Par ailleurs, il va de soi que les considérations précédentes peuvent s'appliquer soit au calcul du risque global de cancer chez un individu soit de façon différenciée aux cancers susceptibles d'apparaître dans les divers organes du corps humain.

Enfin, au delà de la définition du risque, l'épidémiologiste doit s'assurer de la pertinence des méthodes d'analyse qu'il met en oeuvre, que ce soit pour définir des sous-groupes au sein de la population étudiée, pour choisir un modèle de relation entre le niveau de dose et le niveau d'induction des cancers, ou pour établir comment transférer à une autre population les estimateurs de risques calculés sur la population étudiée... La route est longue des investigations sur le terrain à la publication dans les revues scientifiques internationales !

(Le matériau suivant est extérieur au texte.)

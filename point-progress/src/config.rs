//! Widget configuration, loaded from JSON or built in code.
//!
//! Dimensions are given in density-independent units and scaled by
//! `density` when the widget is built.

use std::path::Path;

use serde::{Deserialize, Serialize};

use crate::error::{ConfigError, StageError};
use crate::theme::{self, Color};

pub const DEFAULT_MAXIMUM_STAGES: u32 = 4;
pub const DEFAULT_POINT_SIZE: f32 = 12.0;
pub const DEFAULT_BAR_LINE_THICKNESS: f32 = 4.0;
pub const DEFAULT_SPACING_OFFSET: f32 = 4.0;

/// How the ends of connecting segments are drawn.
#[derive(Clone, Copy, Debug, Default, PartialEq, Eq, Serialize, Deserialize)]
#[serde(rename_all = "lowercase")]
pub enum LineCapStyle {
    #[default]
    Butt,
    Round,
    Square,
}

impl LineCapStyle {
    pub fn to_skia(self) -> tiny_skia::LineCap {
        match self {
            Self::Butt => tiny_skia::LineCap::Butt,
            Self::Round => tiny_skia::LineCap::Round,
            Self::Square => tiny_skia::LineCap::Square,
        }
    }
}

#[derive(Clone, Debug, PartialEq, Serialize, Deserialize)]
#[serde(default)]
pub struct ProgressBarConfig {
    pub background_color: Color,
    pub foreground_color: Color,
    pub current_stage: u32,
    pub maximum_stages: u32,
    pub point_size: f32,
    pub bar_line_thickness: f32,
    pub spacing_offset: f32,
    /// Pixels per density-independent unit.
    pub density: f32,
    pub line_cap: LineCapStyle,
}

impl Default for ProgressBarConfig {
    fn default() -> Self {
        Self {
            background_color: theme::INACTIVE,
            foreground_color: theme::ACTIVE,
            current_stage: 1,
            maximum_stages: DEFAULT_MAXIMUM_STAGES,
            point_size: DEFAULT_POINT_SIZE,
            bar_line_thickness: DEFAULT_BAR_LINE_THICKNESS,
            spacing_offset: DEFAULT_SPACING_OFFSET,
            density: 1.0,
            line_cap: LineCapStyle::default(),
        }
    }
}

impl ProgressBarConfig {
    pub fn from_json_str(json: &str) -> Result<Self, ConfigError> {
        let config: Self = serde_json::from_str(json)?;
        config.validate()?;
        Ok(config)
    }

    pub fn from_path(path: impl AsRef<Path>) -> Result<Self, ConfigError> {
        let path = path.as_ref();
        let json = std::fs::read_to_string(path).map_err(|source| ConfigError::Io {
            path: path.to_path_buf(),
            source,
        })?;
        Self::from_json_str(&json)
    }

    pub fn validate(&self) -> Result<(), ConfigError> {
        if self.maximum_stages < 2 {
            return Err(ConfigError::TooFewStages(self.maximum_stages));
        }
        check_stage(self.current_stage, self.maximum_stages)?;

        positive("point_size", self.point_size)?;
        positive("density", self.density)?;
        non_negative("bar_line_thickness", self.bar_line_thickness)?;
        non_negative("spacing_offset", self.spacing_offset)?;
        Ok(())
    }

    /// Converts density-independent units to pixels.
    pub fn to_pixels(&self, dp: f32) -> f32 {
        dp * self.density
    }
}

/// Checks `1 <= stage <= maximum`.
pub(crate) fn check_stage(stage: u32, maximum: u32) -> Result<(), StageError> {
    if stage > maximum {
        return Err(StageError::AboveMaximum { stage, maximum });
    }
    if stage < 1 {
        return Err(StageError::BelowMinimum { stage });
    }
    Ok(())
}

fn positive(field: &'static str, value: f32) -> Result<(), ConfigError> {
    if value.is_finite() && value > 0.0 {
        Ok(())
    } else {
        Err(ConfigError::InvalidDimension {
            field,
            requirement: "greater than 0",
            value,
        })
    }
}

fn non_negative(field: &'static str, value: f32) -> Result<(), ConfigError> {
    if value.is_finite() && value >= 0.0 {
        Ok(())
    } else {
        Err(ConfigError::InvalidDimension {
            field,
            requirement: "of at least 0",
            value,
        })
    }
}
//! Command input: one command per stdin line, words or raw key sequences.

use std::io::BufRead;

/// A navigation command read from the host's input.
#[derive(Debug, Clone, Copy, PartialEq)]
pub enum Command {
    Next,
    Previous,
    /// Jump straight to a stage.
    Stage(u32),
    /// Click at frame coordinates.
    Click { x: f32, y: f32 },
    /// Print the widget state as JSON.
    Save,
    Quit,
    Unknown,
}

impl Command {
    /// Parses one line. Arrow-key escape sequences are accepted as well as words.
    pub fn parse(line: &str) -> Command {
        let bytes = line.trim_end_matches(['\r', '\n']).as_bytes();

        if bytes.len() >= 3 && bytes[0] == 0x1b && bytes[1] == b'[' {
            return match bytes[2] {
                b'C' => Command::Next,
                b'D' => Command::Previous,
                _ => Command::Unknown,
            };
        }
        if bytes == [0x1b] {
            return Command::Quit;
        }

        let word = line.trim().to_ascii_lowercase();
        if let Some(rest) = word.strip_prefix("click ") {
            return parse_click(rest).unwrap_or(Command::Unknown);
        }
        match word.as_str() {
            "n" | "next" | ">" => Command::Next,
            "p" | "prev" | "previous" | "<" => Command::Previous,
            "s" | "save" => Command::Save,
            "q" | "quit" | "exit" => Command::Quit,
            _ => word.parse().map(Command::Stage).unwrap_or(Command::Unknown),
        }
    }
}

fn parse_click(args: &str) -> Option<Command> {
    let mut coords = args.split_whitespace().map(str::parse::<f32>);
    let x = coords.next()?.ok()?;
    let y = coords.next()?.ok()?;
    if coords.next().is_some() || !x.is_finite() || !y.is_finite() {
        return None;
    }
    Some(Command::Click { x, y })
}

pub struct CommandReader<R> {
    reader: R,
    line: String,
}

impl<R: BufRead> CommandReader<R> {
    pub fn new(reader: R) -> Self {
        Self {
            reader,
            line: String::new(),
        }
    }

    /// Blocks for the next non-empty line. `None` at end of input.
    pub fn next_command(&mut self) -> std::io::Result<Option<Command>> {
        loop {
            self.line.clear();
            if self.reader.read_line(&mut self.line)? == 0 {
                return Ok(None);
            }
            if !self.line.trim().is_empty() {
                return Ok(Some(Command::parse(&self.line)));
            }
        }
    }
}
//! Validation error types

use std::fmt;

/// Validation error for incoming user data
#[derive(Debug, Clone, PartialEq, Eq)]
pub enum ValidationError {
    /// Field is empty when it shouldn't be
    Empty { field: &'static str },

    /// Field exceeds maximum length
    TooLong { field: &'static str, max: usize },

    /// String doesn't match required format (e.g., email)
    InvalidFormat {
        field: &'static str,
        reason: &'static str,
    },
}

impl ValidationError {
    /// Name of the offending field
    pub fn field(&self) -> &'static str {
        match self {
            Self::Empty { field } | Self::TooLong { field, .. } | Self::InvalidFormat { field, .. } => {
                *field
            }
        }
    }
}

impl fmt::Display for ValidationError {
    fn fmt(&self, f: &mut fmt::Formatter<'_>) -> fmt::Result {
        match self {
            Self::Empty { field } => write!(f, "{} cannot be empty", field),
            Self::TooLong { field, max } => {
                write!(f, "{} exceeds maximum length of {} characters", field, max)
            }
            Self::InvalidFormat { field, reason } => {
                write!(f, "{}: {}", field, reason)
            }
        }
    }
}

impl std::error::Error for ValidationError {}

D'autant plus longue que les études directes des effets des faibles doses sont impuissantes à fournir des estimations de risque suffisamment précises pour être utilisables en matière de politique de radioprotection.

* 4 La plupart des développements présents ici sont tirés soit des rapports de l'UNSCKAR (Comité scientifique des Nations Unies sur les Effets des Rayonnements atomiques) soit d'un article de M. GOLDBERG (INSERM, Unité 88) et Mme CARDIS (Centre international de Recherches sur le Cancer) paru dans la revue Radioprotection en 1994 (Vol 29, supplément au n° 3), soit d'entretien avec diverses personnalités

* 5 op. cit.

* 6 iatrogène qui est provoqué par le médecin

* 7 Car du point de vue de l'information apportée par l'enquête, il est équivalent de suivre 1000 personnes pendant 1 an et 100 personnes pendant 10 ans, par exemple.